*Brief*
Using the listing below, retype exactly the lines starting at the one with "let mut remove_index = Vec::new();" and ending at the one with "#[cfg(test)]", and include both.

**** Entries provided

use glam::Mat4;

use super::index::AssetIndex;

#[derive(Debug, Clone)]
pub struct SkinAsset {
    pub id: AssetIndex,
    pub inverse_bind_matrices: Vec<Mat4>,
    pub joint_ids: Vec<AssetIndex>,
}
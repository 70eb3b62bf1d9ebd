use std::{
    path::{Path, PathBuf},
    sync::mpsc::Sender,
};

use animation::animation_items;
use egui::Context;
use error::error_dialog;
use load::model_load;
use perf::perf_info;

use crate::{
    config::ModelKind,
    perf::PerformanceTracker,
    renderer::{animation::PlaybackMode, Renderer},
};

mod animation;
mod error;
mod load;
mod perf;

#[derive(Debug, Default)]
pub struct GuiState {
    errors: Vec<String>,
    // Models whose load request is still running
    pending_loads: Vec<PathBuf>,
}

impl GuiState {
    pub fn add_error(&mut self, error: String) {
        self.errors.push(error)
    }

    pub fn errors(&self) -> &[String] {
        &self.errors
    }

    pub fn dismiss_error(&mut self, index: usize) {
        if index < self.errors.len() {
            self.errors.remove(index);
        }
    }

    pub fn load_started(&mut self, path: PathBuf) {
        self.pending_loads.push(path);
    }

    /// Clears one pending entry for `path`. A path requested twice stays
    /// pending until both loads finish.
    pub fn load_finished(&mut self, path: &Path) {
        if let Some(index) = self.pending_loads.iter().position(|pending| pending == path) {
            self.pending_loads.remove(index);
        }
    }

    pub fn pending_loads(&self) -> &[PathBuf] {
        &self.pending_loads
    }
}

#[derive(Debug, Clone, PartialEq)]
pub enum GuiAction {
    LoadModel(ModelKind, PathBuf),
    StopAnimation(usize),
    StartAnimation(usize, PlaybackMode),
}

pub struct GuiParam<'a> {
    pub renderer: &'a Renderer,
    pub perf_tracker: &'a PerformanceTracker,
    pub show_stats: bool,
    pub show_panels: bool,
    pub gui_actions_tx: &'a Sender<GuiAction>,
}

pub fn gui_main(ctx: &Context, param: GuiParam, state: &mut GuiState) {
    if param.show_stats {
        perf_info(ctx, param.perf_tracker);
    }
    if param.show_panels {
        model_load(ctx, state.pending_loads(), param.gui_actions_tx);
        animation_items(ctx, param.renderer.animation_groups(), param.gui_actions_tx);
    }

    let mut remove_index = Vec::new();
    for (index, error) in state.errors.iter().enumerate() {
        error_dialog(ctx, index, error, || {
            remove_index.push(index);
        });
    }
    for index in remove_index.into_iter().rev() {
        state.dismiss_error(index);
    }
}

#[cfg(test)]
mod test {
    use super::*;

    #[test]
    fn errors_are_dismissed_by_index() {
        let mut state = GuiState::default();
        state.add_error("first".to_string());
        state.add_error("second".to_string());
        state.dismiss_error(0);
        assert_eq!(state.errors(), ["second".to_string()]);
        state.dismiss_error(5);
        assert_eq!(state.errors().len(), 1);
    }

    #[test]
    fn pending_loads_are_tracked() {
        let mut state = GuiState::default();
        let path = PathBuf::from("models/girl.json");
        state.load_started(path.clone());
        assert_eq!(state.pending_loads(), [path.clone()]);
        state.load_finished(&path);
        assert!(state.pending_loads().is_empty());
    }

    #[test]
    fn repeated_load_stays_pending_until_both_finish() {
        let mut state = GuiState::default();
        let path = PathBuf::from("models/monster.dae");
        state.load_started(path.clone());
        state.load_started(PathBuf::from("models/girl.json"));
        state.load_started(path.clone());
        state.load_finished(&path);
        assert_eq!(
            state.pending_loads(),
            [PathBuf::from("models/girl.json"), path.clone()]
        );
        state.load_finished(&path);
        assert_eq!(state.pending_loads(), [PathBuf::from("models/girl.json")]);
    }
}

********

*Written solution*
    let mut remove_index = Vec::new();
    for (index, error) in state.errors.iter().enumerate() {
        error_dialog(ctx, index, error, || {
            remove_index.push(index);
        });
    }
    for index in remove_index.into_iter().rev() {
        state.dismiss_error(index);
    }
}

#[cfg(test)]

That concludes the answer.